Do to the fact that people avoid debt collectors like the plaque, this has created a problem for lenders that are now asking homeowners to contact them regarding mortgage loan modification.Many homeowners that have been so put off by the collection department of their lender that they assume there are no alternatives available to them other than paying up on their past due payments or foreclosure. Unfortunately this has resulted in loss situation for both the homeowner and the lender. Beginning a dialogue with your lender can be half the battle to getting a loan modification.
If you you are behind on your home mortgage payments due to a loss of income, illness, increased payment, or unexpected expenses, you may be able to qualify for a loan modification program with your lender. The next step is negotiating your new payment. Whether you decide to attempt this on your own or you choose a professional loan modification service is really up to the individual and their time available, negotiating skills, and confidence that they can produce a favorable settlement. Fees for loan modification usually consist of a small processing fee and a settlement charge in the area of 1% of the amount of the mortgage. Some providers charge more, some less, there really is no industry standard as of yet.
While cost is a factor, the performance, effort, and experience of a loan modification service should also be taken into account when making your decision. Weed out foreclosure rescue services that offer solutions such as complicated purchase plans that offer to buy your home, lease and later sell it back to you. The "We Will Buy Your Home Fast" concept is an area that should raise a red flag. Don't sign quit claim deeds, blank documents, or be pressured to sign anything that you do not fully understand. If your agreement is unclear take it to an attorney for review. It's a small price to pay for peace of mind.
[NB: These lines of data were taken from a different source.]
/// Failures surfaced by the connection helpers
#[derive(Debug, thiserror::Error)]
pub enum DatabaseError {
    #[cfg(feature = "postgres")]
    #[error(transparent)]
    Postgres(#[from] sea_orm::DbErr),

    #[cfg(feature = "redis")]
    #[error(transparent)]
    Redis(#[from] redis::RedisError),

    /// A liveness probe failed or answered unexpectedly
    #[error("{dependency} is unhealthy: {reason}")]
    Unhealthy {
        dependency: &'static str,
        reason: String,
    },
}

impl DatabaseError {
    pub(crate) fn unhealthy(dependency: &'static str, reason: impl ToString) -> Self {
        DatabaseError::Unhealthy {
            dependency,
            reason: reason.to_string(),
        }
    }
}

pub type DatabaseResult<T> = Result<T, DatabaseError>;

#[cfg(test)]
mod tests {
    use super::*;

    #[test]
    fn test_unhealthy_message_names_dependency() {
        let err = DatabaseError::unhealthy("redis", "connection refused");
        assert_eq!(err.to_string(), "redis is unhealthy: connection refused");
    }
}
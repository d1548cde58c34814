use chrono::{DateTime, Utc};
use serde::{Deserialize, Serialize};
use utoipa::ToSchema;
use validator::Validate;

#[derive(Debug, Clone, PartialEq, Serialize, Deserialize, ToSchema)]
pub struct Customer {
    pub id: i64,
    pub name: String,
    pub email: String,
    pub created_at: DateTime<Utc>,
    pub updated_at: DateTime<Utc>,
}

/// Request body for `POST /customers`.
///
/// Blank values pass here and are rejected by the service with its own
/// messages; only the column widths are enforced at the edge.
#[derive(Debug, Clone, Deserialize, Validate, ToSchema)]
pub struct CreateCustomer {
    #[validate(length(max = 255, message = "must be at most 255 characters"))]
    pub name: String,
    #[validate(length(max = 255, message = "must be at most 255 characters"))]
    pub email: String,
}

/// Trimmed, checked input handed to the repository
#[derive(Debug, Clone, PartialEq, Eq)]
pub struct NewCustomer {
    pub name: String,
    pub email: String,
}
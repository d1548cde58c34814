use sea_orm::entity::prelude::*;

#[derive(Clone, Debug, PartialEq, DeriveEntityModel)]
#[sea_orm(table_name = "customers")]
pub struct Model {
    #[sea_orm(primary_key)]
    pub id: i64,
    pub name: String,
    #[sea_orm(unique)]
    pub email: String,
    pub created_at: DateTimeWithTimeZone,
    pub updated_at: DateTimeWithTimeZone,
}

#[derive(Copy, Clone, Debug, EnumIter, DeriveRelation)]
pub enum Relation {}

impl ActiveModelBehavior for ActiveModel {}

impl From<Model> for crate::models::Customer {
    fn from(model: Model) -> Self {
        Self {
            id: model.id,
            name: model.name,
            email: model.email,
            created_at: model.created_at.into(),
            updated_at: model.updated_at.into(),
        }
    }
}
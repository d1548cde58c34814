use core_config::{Environment, FromEnv, server::ServerConfig};
use database::postgres::PostgresConfig;
use database::redis::RedisConfig;
use eyre::WrapErr;

#[derive(Clone, Debug)]
pub struct Config {
    pub environment: Environment,
    pub database: PostgresConfig,
    pub redis: RedisConfig,
    /// `HOST` plus `NOTIFICATION_PORT` (default 8081)
    pub server: ServerConfig,
}

impl Config {
    pub fn from_env() -> eyre::Result<Self> {
        Ok(Self {
            environment: Environment::from_env(),
            database: PostgresConfig::from_env().wrap_err("Invalid PostgreSQL configuration")?,
            redis: RedisConfig::from_env().wrap_err("Invalid Redis configuration")?,
            server: ServerConfig::from_env_with_port("NOTIFICATION_PORT", 8081)
                .wrap_err("Invalid server configuration")?,
        })
    }
}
How Loan Modification Works
The first step with a reputable loan modification service is guiding you through an initial interview to determine your ability to qualify for a program. This is standard practice. It is not in their interest or yours to waste time if you do not qualify. If your home is in or approaching the foreclosure process then time is your most precious commodity. Use it seeking your best solution.
If the service determines that you are likely to qualify for a loan modification plan the next step will be gathering documentation from the applicant. This consists of collecting pay stubs, copies of tax returns, recent home appraisals, current loan information, and various other documents to support your application.
After all documents are organized and your lender has been informed of your intent to seek a loan modification the negotiations phase begins. This is where experience can make a difference. Knowing the available options, which apply to your case, and what to expect as a reasonable outcome can be well worth paying for.
When the negotiations process is complete you will be presented with the results and your options. At this point you have the option of choosing a loan modification or proceeding to another solution. Keep in mind that nothing about your loan modification is "carved in stone" and can be re-negotiated in the future.
Loan modification programs are becoming the standard solution to foreclosure. Whether you choose a professional service or take the do-it-yourself route is up to you and your confidence in your ability to produce a favorable outcome. If you are in the process of deciding on which service to use then browsing through the information contained here may familiarize you with how the process works and what to expect from it.